Fujifilm Believes Fun Cameras Will Keep Photography Alive

A man with a beard and salt-and-pepper hair smiles while holding up a silver Fujifilm camera, preparing to take a photo outdoors with greenery and water blurred in the background.

Looking at Fujifilm’s releases in 2025, the company did a little bit of everything, and released some very surprising, strange cameras. It is easy to think that Fujifilm is just a company keen to experiment and take risks, but the company tells PetaPixel that hard research data drives its product decisions. That said, fun matters, too.

“We don’t have that much luxury to just experiment,” Yuji Igarashi, General Manager of Professional Imaging Group, Imaging Solutions Division, Fujifilm Corporation, told PetaPixel at CP+ 2026.

Take the Fujifilm X half, for example. Very few camera companies would have released a product like that, maybe none other than Fujifilm. However, this doesn’t mean that Fujifilm is doing anything outlandish; rather, it suggests that its core audience demands, or at least responds well to, relatively unusual new products.

“We do believe based on our feedback, our studies, that [X half] makes sense and it should be fun. We believe it would be fun for our users, and hence, we launched it,” said Igarashi.

However, Fujifilm’s decisions, whether that is making an Instax camera that captures video like the Instax Mini Evo Cinema, a fixed-lens medium format camera like the GFX100RF, or a wacky premium “toy” camera like the X half, are made because the company believes each one of these products has a genuine audience that will enable Fujifilm to satisfy customer demand and, of course, sell cameras.

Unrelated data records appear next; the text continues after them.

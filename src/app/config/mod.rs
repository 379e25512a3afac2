//! Application configuration loading and validation.
//!
//! Configuration is loaded from a TOML file. Every section is optional and
//! falls back to defaults that reproduce a two-venue simulation out of the
//! box.

use std::path::Path;

use rust_decimal::Decimal;
use serde::Deserialize;

use crate::error::{ConfigError, Result};

// Submodules
mod health;
mod logging;
mod simulation;
mod trading;
mod venue;

// Re-export all public types from submodules
pub use health::HealthConfig;
pub use logging::LoggingConfig;
pub use simulation::SimulationConfig;
pub use trading::TradingConfig;
pub use venue::{AssetConfig, ListingConfig, VenueConfig, VenuesConfig};

/// Upper bound for any duration given in seconds.
const MAX_SECS: u64 = 7 * 24 * 3600;

/// Convert a validated second count into a chrono duration.
pub(crate) fn secs(value: u64) -> chrono::Duration {
    chrono::Duration::seconds(i64::try_from(value.min(MAX_SECS)).unwrap_or(0))
}

/// Main application configuration.
#[derive(Debug, Clone, Default, Deserialize)]
pub struct Config {
    #[serde(default)]
    pub logging: LoggingConfig,
    #[serde(default)]
    pub trading: TradingConfig,
    #[serde(default)]
    pub simulation: SimulationConfig,
    #[serde(default)]
    pub health: HealthConfig,
    #[serde(default)]
    pub venues: VenuesConfig,
}

impl Config {
    /// Read, parse and validate a TOML config file.
    #[allow(clippy::result_large_err)]
    pub fn load<P: AsRef<Path>>(path: P) -> Result<Self> {
        let content = std::fs::read_to_string(path).map_err(ConfigError::ReadFile)?;
        Self::parse(&content)
    }

    /// Parse and validate TOML config text.
    #[allow(clippy::result_large_err)]
    pub fn parse(content: &str) -> Result<Self> {
        let config: Self = toml::from_str(content).map_err(ConfigError::Parse)?;
        config.validate()?;
        Ok(config)
    }

    /// Check every section for out-of-range values.
    #[allow(clippy::result_large_err)]
    pub fn validate(&self) -> Result<()> {
        self.validate_trading()?;
        self.validate_simulation()?;
        self.validate_health()?;
        for venue in [&self.venues.a, &self.venues.b] {
            validate_venue(venue)?;
        }
        if self.venues.a.name == self.venues.b.name {
            return Err(ConfigError::invalid("venues", "venue names must differ").into());
        }
        Ok(())
    }

    fn validate_trading(&self) -> std::result::Result<(), ConfigError> {
        let trading = &self.trading;
        if trading.supported_pairs.is_empty() {
            return Err(ConfigError::MissingField {
                field: "supported_pairs",
            });
        }
        if trading.min_profit_threshold < Decimal::ZERO {
            return Err(ConfigError::invalid(
                "min_profit_threshold",
                "must not be negative",
            ));
        }
        if trading.stop_loss_threshold <= Decimal::ZERO {
            return Err(ConfigError::invalid(
                "stop_loss_threshold",
                "must be positive",
            ));
        }
        if trading.convergence_threshold >= trading.stop_loss_threshold {
            return Err(ConfigError::invalid(
                "convergence_threshold",
                "must be below stop_loss_threshold",
            ));
        }
        if trading.max_holding_secs == 0 || trading.max_holding_secs > MAX_SECS {
            return Err(ConfigError::invalid(
                "max_holding_secs",
                format!("must be between 1 and {MAX_SECS}"),
            ));
        }
        if trading.position_size <= Decimal::ZERO {
            return Err(ConfigError::invalid("position_size", "must be positive"));
        }
        if trading.initial_balance <= Decimal::ZERO {
            return Err(ConfigError::invalid("initial_balance", "must be positive"));
        }
        if trading.max_open_positions == 0 {
            return Err(ConfigError::invalid(
                "max_open_positions",
                "must be at least 1",
            ));
        }
        Ok(())
    }

    fn validate_simulation(&self) -> std::result::Result<(), ConfigError> {
        let sim = &self.simulation;
        if sim.interval_ms == 0 {
            return Err(ConfigError::invalid("interval_ms", "must be positive"));
        }
        if sim.quote_timeout_ms == 0 {
            return Err(ConfigError::invalid("quote_timeout_ms", "must be positive"));
        }
        if sim.staleness_secs == 0 || sim.staleness_secs > MAX_SECS {
            return Err(ConfigError::invalid(
                "staleness_secs",
                format!("must be between 1 and {MAX_SECS}"),
            ));
        }
        if sim.universe_refresh_cycles == 0 {
            return Err(ConfigError::invalid(
                "universe_refresh_cycles",
                "must be at least 1",
            ));
        }
        if sim.max_cycles == Some(0) {
            return Err(ConfigError::invalid("max_cycles", "must be at least 1"));
        }
        Ok(())
    }

    fn validate_health(&self) -> std::result::Result<(), ConfigError> {
        let health = &self.health;
        if health.window_secs == 0 || health.window_secs > MAX_SECS {
            return Err(ConfigError::invalid(
                "window_secs",
                format!("must be between 1 and {MAX_SECS}"),
            ));
        }
        if health.max_failures == 0 {
            return Err(ConfigError::invalid("max_failures", "must be at least 1"));
        }
        Ok(())
    }

    /// Initialize logging with the configured settings.
    pub fn init_logging(&self) {
        self.logging.init();
    }
}

fn validate_venue(venue: &VenueConfig) -> std::result::Result<(), ConfigError> {
    if venue.name.trim().is_empty() {
        return Err(ConfigError::MissingField { field: "name" });
    }
    if venue.fee_rate < Decimal::ZERO || venue.fee_rate >= Decimal::ONE {
        return Err(ConfigError::invalid(
            "fee_rate",
            format!("{} is outside [0, 1)", venue.fee_rate),
        ));
    }
    if !(0.0..=1.0).contains(&venue.failure_rate) {
        return Err(ConfigError::invalid(
            "failure_rate",
            format!("{} is outside [0, 1]", venue.failure_rate),
        ));
    }
    let listing = venue
        .new_listing
        .iter()
        .map(|l| (&l.asset, l.price, l.volatility));
    for (asset, price, volatility) in venue
        .assets
        .iter()
        .map(|(id, a)| (id, a.price, a.volatility))
        .chain(listing)
    {
        if price <= Decimal::ZERO {
            return Err(ConfigError::invalid(
                "price",
                format!("{asset} on {} must be positive", venue.name),
            ));
        }
        if !(0.0..0.5).contains(&volatility) {
            return Err(ConfigError::invalid(
                "volatility",
                format!("{asset} on {} is outside [0, 0.5)", venue.name),
            ));
        }
    }
    Ok(())
}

“The GFX100RF is a bit of a different concept [than the X half], but we also believe that it makes sense to have easier-to-carry GFX image quality — that would be quite beneficial to people.”

That said, while Fujifilm characterizes its product development choices as data-driven and sound economic ones, the company admits it definitely cares about making photography enjoyable.

“We’re trying to keep this photography world interesting, I would say,” Igarashi said. “So more than experimenting, we just want to deliver the possibility for users to have fun.”

Talking to PetaPixel, Fujifilm used the word “fun” multiple times. While essentially every photographer would agree that photography is fun, it is rare to hear camera company executives use that word so readily.

Fun is “very important” to Fujifilm.

“What we want to do as a company is make sure the photography culture remains for the foreseeable future,” Igarashi explained. “If we don’t continue to offer something exciting, fun for the users, then people won’t be really interested in photography itself.”

“That would be a nightmare for us, we believe photography is such an important part of everyone’s lives. We think that’s our mission, to make sure everybody understands and knows that if they ever want to try something related to photography, we’d be there to offer as many options as possible.”